Pero ahora estaba muerta; ahora colgaba de un fino cordón de seda sujeto a la barra de las cortinas del balcón, barra que prodigiosamente no se había roto, demostrando así que no era de fabricación nacional o que aún queda algún industrial de buena fe. Los brazos colgaban a lo largo del cuerpo, su rostro era casi dulce pese al espasmo de la muerte, y bajo sus pies estaba volcada una silla. Méndez había visto los suficientes asesinatos artísticos para saber que éste no lo era, para darse cuenta instantáneamente de que Encarnita había elegido ella misma el camino de la paz, sin que ninguna alma buena la metiese en él, como ocurre casi siempre.

La vieja también lanzó un grito. Méndez masculló:

– Maldita sea, nada de espectáculos. Calme a las chicas y dígales que no pasa nada. Que la policía ya está aquí, pero que ésa no es mala señal, porque el asunto no va con ellas.

– Sí… Bien. Lo que usted diga.

– Ah, otra cosa. El cabroncete aquel que venga.

– ¿Quiere decir el cliente de la Manoli? Al Amores la Manoli le había dicho que se llamaba Sandra. Méndez gruñó:

– El cliente de su padre. Pero que venga.

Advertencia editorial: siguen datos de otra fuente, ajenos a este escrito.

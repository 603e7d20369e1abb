//! # Path Expander
//!
//! Turns matched variables into `PathOption`s: dotted path, aspect node,
//! characteristic, and the configurables a caller must set.
//!
//! Paths start at the name of the content's root variable. Options of one
//! service are sorted by path and unique by path.

use crate::function::FunctionKind;
use crate::matcher::{IMPORT_INTERACTION, MatchContext, MatchedVariable, ServiceMatch, child_path};
use crate::primitives::{MAX_CONTENT_DEPTH, PATH_SEPARATOR};
use crate::{Configurable, ContentVariable, FilterCriterion, ImportType, PathOption, Service};

/// Path options for every matched variable of one service.
#[must_use]
pub fn service_path_options(
    ctx: &MatchContext<'_>,
    service_match: &ServiceMatch<'_>,
    criterion: &FilterCriterion,
) -> Vec<PathOption> {
    let configurables = configurables(ctx, service_match.service, criterion);
    let options = service_match
        .variables
        .iter()
        .map(|m| PathOption {
            path: m.path.clone(),
            characteristic_id: m.variable.characteristic_id.clone(),
            aspect_node: ctx.aspects.node_of(&m.variable.aspect_id),
            function_id: m.variable.function_id.clone(),
            interaction: service_match.service.interaction,
            is_void: m.variable.is_void,
            configurables: configurables.clone(),
        })
        .collect();
    normalize(options)
}

/// Path options for the matched variables of an import type.
///
/// With `trim_prefix`, the leading root segment (`output.`) is removed.
#[must_use]
pub fn import_path_options(
    ctx: &MatchContext<'_>,
    import_type: &ImportType,
    variables: &[MatchedVariable<'_>],
    trim_prefix: bool,
) -> Vec<PathOption> {
    let prefix = format!("{}{}", import_type.output.name, PATH_SEPARATOR);
    let options = variables
        .iter()
        .map(|m| {
            let path = if trim_prefix {
                m.path.strip_prefix(&prefix).unwrap_or(&m.path).to_string()
            } else {
                m.path.clone()
            };
            PathOption {
                path,
                characteristic_id: m.variable.characteristic_id.clone(),
                aspect_node: ctx.aspects.node_of(&m.variable.aspect_id),
                function_id: m.variable.function_id.clone(),
                interaction: IMPORT_INTERACTION,
                is_void: m.variable.is_void,
                configurables: Vec::new(),
            }
        })
        .collect();
    normalize(options)
}

/// Sort by path and keep the first option of each path.
#[must_use]
pub fn normalize(mut options: Vec<PathOption>) -> Vec<PathOption> {
    options.sort_by(|a, b| a.path.cmp(&b.path));
    options.dedup_by(|b, a| a.path == b.path);
    options
}

/// Scalar input leaves of `service` a caller should set alongside `criterion`.
///
/// A leaf qualifies when it carries a scalar value, is not itself annotated
/// with the criterion's function, is not annotated with a measuring
/// function, and its aspect (if any) lies on the requested aspect's branch.
fn configurables(
    ctx: &MatchContext<'_>,
    service: &Service,
    criterion: &FilterCriterion,
) -> Vec<Configurable> {
    let mut out = Vec::new();
    for content in &service.inputs {
        collect_configurables(ctx, &content.content_variable, "", 0, criterion, &mut out);
    }
    out.sort_by(|a, b| a.path.cmp(&b.path));
    out.dedup_by(|b, a| a.path == b.path);
    out
}

fn collect_configurables(
    ctx: &MatchContext<'_>,
    variable: &ContentVariable,
    parent_path: &str,
    depth: usize,
    criterion: &FilterCriterion,
    out: &mut Vec<Configurable>,
) {
    if depth >= MAX_CONTENT_DEPTH {
        return;
    }
    let path = child_path(parent_path, &variable.name);
    if !variable.is_leaf() {
        for child in &variable.sub_content_variables {
            collect_configurables(ctx, child, &path, depth + 1, criterion, out);
        }
        return;
    }

    let Some(value) = variable.scalar_value() else {
        return;
    };
    if !variable.function_id.is_empty()
        && (variable.function_id == criterion.function_id
            || FunctionKind::of(&variable.function_id) != FunctionKind::Controlling)
    {
        return;
    }
    if !variable.aspect_id.is_empty()
        && !criterion.aspect_id.is_empty()
        && !ctx.aspects.on_same_branch(&variable.aspect_id, &criterion.aspect_id)
    {
        return;
    }

    out.push(Configurable {
        path,
        characteristic_id: variable.characteristic_id.clone(),
        aspect_node: ctx.aspects.node_of(&variable.aspect_id),
        function_id: variable.function_id.clone(),
        value: value.clone(),
        value_type: variable.value_type.clone(),
    });
}

// =============================================================================
// TESTS
// =============================================================================
impl Engine {
    #[must_use]
    pub fn new(catalog: Arc<Catalog>, timeout: Duration, max_parallel: usize) -> Self {
        Self {
            catalog,
            timeout,
            max_parallel: max_parallel.max(1),
        }
    }

    #[must_use]
    pub fn catalog(&self) -> &Arc<Catalog> {
        &self.catalog
    }

    async fn with_deadline<T, Fut>(&self, operation: &'static str, fut: Fut) -> Result<T, SelectionError>
    where
        Fut: Future<Output = Result<T, SelectionError>>,
    {
        match tokio::time::timeout(self.timeout, fut).await {
            Ok(result) => result,
            Err(_) => {
                tracing::warn!(
                    event = "request_timeout",
                    operation,
                    timeout_ms = self.timeout.as_millis() as u64,
                    "Request deadline exceeded"
                );
                Err(SelectionError::Cancelled)
            }
        }
    }

    // =========================================================================
    // SELECTABLES
    // =========================================================================

    /// Devices, groups and imports satisfying every criterion.
    pub async fn selectables(
        &self,
        token: &str,
        criteria: &[FilterCriterion],
        options: &SelectionOptions,
    ) -> Result<Vec<Selectable>, SelectionError> {
        self.with_deadline("selectables", self.selectables_inner(token, criteria, options))
            .await
    }

    async fn selectables_inner(
        &self,
        token: &str,
        criteria: &[FilterCriterion],
        options: &SelectionOptions,
    ) -> Result<Vec<Selectable>, SelectionError> {
        validate_criteria(criteria)?;
        let snapshot = self.catalog.snapshot().await?;

        let mut out = Vec::new();
        if options.include_devices {
            out.extend(self.select_devices(&snapshot, token, criteria, options).await?);
        }
        if options.include_groups {
            let groups = self.readable_groups(token).await?;
            out.extend(select_groups(&snapshot.ctx(), &groups, criteria));
        }
        if options.include_imports {
            let (import_types, imports) = tokio::try_join!(
                self.catalog.import_types(token),
                self.catalog.imports(token)
            )?;
            out.extend(select_imports(
                &snapshot.ctx(),
                &import_types,
                &imports,
                criteria,
                options,
            ));
        }

        let out = finalize(out);
        tracing::debug!(
            event = "selection_done",
            criteria = criteria.len(),
            selectables = out.len(),
            "Selection finished"
        );
        Ok(out)
    }

    async fn select_devices(
        &self,
        snapshot: &Snapshot,
        token: &str,
        criteria: &[FilterCriterion],
        options: &SelectionOptions,
    ) -> Result<Vec<Selectable>, SelectionError> {
        let filter = DeviceFilter {
            criteria: criteria.to_vec(),
            ids: options.with_device_ids.as_ref().map(|ids| {
                ids.iter()
                    .map(|id| idmodifier::strip(id).to_string())
                    .collect::<BTreeSet<_>>()
                    .into_iter()
                    .collect()
            }),
        };
        let (readable, devices) = tokio::try_join!(
            self.catalog.readable(token, ResourceKind::Devices),
            self.catalog.devices(&filter)
        )?;
        let candidates: Vec<&Device> = devices
            .iter()
            .filter(|d| readable.contains(&d.id) && options.allows_device(d))
            .collect();
        let types = self
            .load_device_types(candidates.iter().map(|d| d.device_type_id.clone()))
            .await?;

        let ctx = snapshot.ctx();
        Ok(candidates
            .into_iter()
            .filter_map(|device| {
                types
                    .get(&device.device_type_id)
                    .map(|dt| select_device_variants(&ctx, device, dt, criteria, options))
            })
            .flatten()
            .collect())
    }

    /// Fetch the distinct device types, at most `max_parallel` at a time.
    ///
    /// Types the repository does not know are left out, so devices pointing
    /// at them are skipped.
    async fn load_device_types<I>(
        &self,
        ids: I,
    ) -> Result<BTreeMap<String, Arc<DeviceType>>, SelectionError>
    where
        I: IntoIterator<Item = String>,
    {
        let unique: BTreeSet<String> = ids.into_iter().collect();
        let catalog = &self.catalog;
        futures::stream::iter(unique)
            .map(|id| async move {
                let found = catalog.find_device_type(&id).await?;
                Ok::<_, SelectionError>((id, found))
            })
            .buffer_unordered(self.max_parallel)
            .try_filter_map(|(id, found)| async move {
                if found.is_none() {
                    tracing::warn!(
                        event = "device_type_missing",
                        device_type_id = %id,
                        "Skipping devices of unknown device type"
                    );
                }
                Ok::<_, SelectionError>(found.map(|device_type| (id, device_type)))
            })
            .try_collect()
            .await
    }

    async fn readable_groups(&self, token: &str) -> Result<Vec<DeviceGroup>, SelectionError> {
        let (readable, groups) = tokio::try_join!(
            self.catalog.readable(token, ResourceKind::DeviceGroups),
            self.catalog.device_groups()
        )?;
        Ok(groups
            .iter()
            .filter(|g| readable.contains(&g.id))
            .cloned()
            .collect())
    }

    // =========================================================================
    // DEVICE GROUPS
    // =========================================================================

    /// Criteria every listed device (base or virtual) can serve.
    pub async fn device_group_criteria(
        &self,
        token: &str,
        device_ids: &[String],
    ) -> Result<Vec<DeviceGroupFilterCriterion>, SelectionError> {
        self.with_deadline("device_group_criteria", async {
            if device_ids.is_empty() {
                return Err(SelectionError::BadRequest("device ids must not be empty".into()));
            }
            let snapshot = self.catalog.snapshot().await?;
            let members = self.load_members(token, device_ids).await?;
            Ok(group_criteria(&snapshot.ctx(), members.iter().map(|(_, dt)| dt))
                .into_iter()
                .collect())
        })
        .await
    }

    /// Current group criteria and the effect of adding each readable device.
    pub async fn group_helper(
        &self,
        token: &str,
        device_ids: &[String],
        maintains_usability: bool,
    ) -> Result<GroupHelperResult, SelectionError> {
        self.with_deadline("group_helper", async {
            let snapshot = self.catalog.snapshot().await?;
            let members = self.load_members(token, device_ids).await?;
            let candidates = self.load_candidates(token).await?;
            Ok(group_helper(
                &snapshot.ctx(),
                &members,
                &candidates,
                maintains_usability,
            ))
        })
        .await
    }

    /// Resolve ids (possibly id-modified) to devices with their effective
    /// types. Each id needs read permission on its base device.
    async fn load_members(
        &self,
        token: &str,
        device_ids: &[String],
    ) -> Result<Vec<(Device, DeviceType)>, SelectionError> {
        if device_ids.len() > MAX_GROUP_DEVICE_IDS {
            return Err(SelectionError::BadRequest(format!(
                "too many device ids: {} (max {})",
                device_ids.len(),
                MAX_GROUP_DEVICE_IDS
            )));
        }
        let lookups: Vec<_> = device_ids.iter().map(|id| self.load_member(token, id)).collect();
        futures::stream::iter(lookups)
            .buffered(self.max_parallel)
            .try_collect()
            .await
    }

    async fn load_member(&self, token: &str, id: &str) -> Result<(Device, DeviceType), SelectionError> {
        let (base, params) = idmodifier::parse(id)?;
        if !self.catalog.check(token, ResourceKind::Devices, &base).await? {
            return Err(SelectionError::Forbidden(format!("device '{}'", base)));
        }
        let device = self.catalog.device(&base).await?;
        let device_type = self.catalog.device_type(&device.device_type_id).await?;
        let effective = apply_modifier(&device_type, &params)?;
        let device = match idmodifier::service_group_selection(&params) {
            Some(key) => restrict_device(&device, &device_type, key).ok_or_else(|| {
                SelectionError::BadRequest(format!("device '{}' has no service group '{}'", base, key))
            })?,
            None => (*device).clone(),
        };
        Ok((device, effective))
    }

    /// Every readable device plus its service-group variants.
    async fn load_candidates(&self, token: &str) -> Result<Vec<(Device, DeviceType)>, SelectionError> {
        let all_devices = DeviceFilter::default();
        let (readable, devices) = tokio::try_join!(
            self.catalog.readable(token, ResourceKind::Devices),
            self.catalog.devices(&all_devices)
        )?;
        let devices: Vec<&Device> = devices.iter().filter(|d| readable.contains(&d.id)).collect();
        let types = self
            .load_device_types(devices.iter().map(|d| d.device_type_id.clone()))
            .await?;

        let mut out = Vec::new();
        for device in devices {
            if let Some(dt) = types.get(&device.device_type_id) {
                out.push((device.clone(), (**dt).clone()));
                out.extend(virtual_devices(device, dt));
            }
        }
        Ok(out)
    }

    // =========================================================================
    // DEVICE TYPES
    // =========================================================================

    /// Device types (and with `include_id_modified` their service-group
    /// variants) satisfying the criteria. Empty criteria keep every type.
    pub async fn device_types(
        &self,
        criteria: &[FilterCriterion],
        options: &SelectionOptions,
    ) -> Result<Vec<DeviceType>, SelectionError> {
        self.with_deadline("device_types", async {
            let snapshot = self.catalog.snapshot().await?;
            let device_types = self.catalog.device_types().await?;
            Ok(filter_device_types(
                &snapshot.ctx(),
                &device_types,
                criteria,
                options,
            ))
        })
        .await
    }
}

El Amores vino arrastrándose.

– Le juro que ya estaba así, señor Méndez.

– ¿Y a ti qué te pasaba, que ibas con los pantalones casi abajo? ¿Te ibas desabrochando por el camino?

– Es que ella me iba diciendo: «Hala, amor, vete enseñando la cosa.»

– Imbécil, lo que debía decir era que le enseñases el dinero.

– ¿Por qué piensa eso?

– Porque en caso contrario te hubiera dicho que le enseñaras la cosita.

– Parecía una mujer desinteresada, señor Méndez… Casada satisfecha y todo eso. Bueno, y en cualquier caso le juro que, cuando entramos, esa otra ya estaba así.

– ¿Se balanceaba?

– Un poco.

– Bueno, entonces es que acababa de dar la patada a la silla. A ver, Amores, quédate en la puerta y que nadie entre.

Méndez examinó el cadáver. Ninguna señal de violencia, ningún arañazo, ningún golpe. El suicidio estaba clarísimo, aunque sus motivos le parecieron a Méndez oscuros y remotos. Volvió la cabeza hacia Amores.

– Eh, tú, picha que mata.

– ¿Qué dice, señor Méndez?

– Nada, hombre, que cada vez que vas a sacarla hay una defunción. Pero, si quieres, le das la vuelta a la frase y la tomas como un elogio.

– Yo nunca tomo a mal nada de lo que usted dice, señor Méndez, palabra de honor.

– ¿Viste viva a esta mujer al entrar en la casa?

– Sí. Pasó un momento por el pasillo. Yo, con perdón, creí que era del oficio, porque aún estaba buena.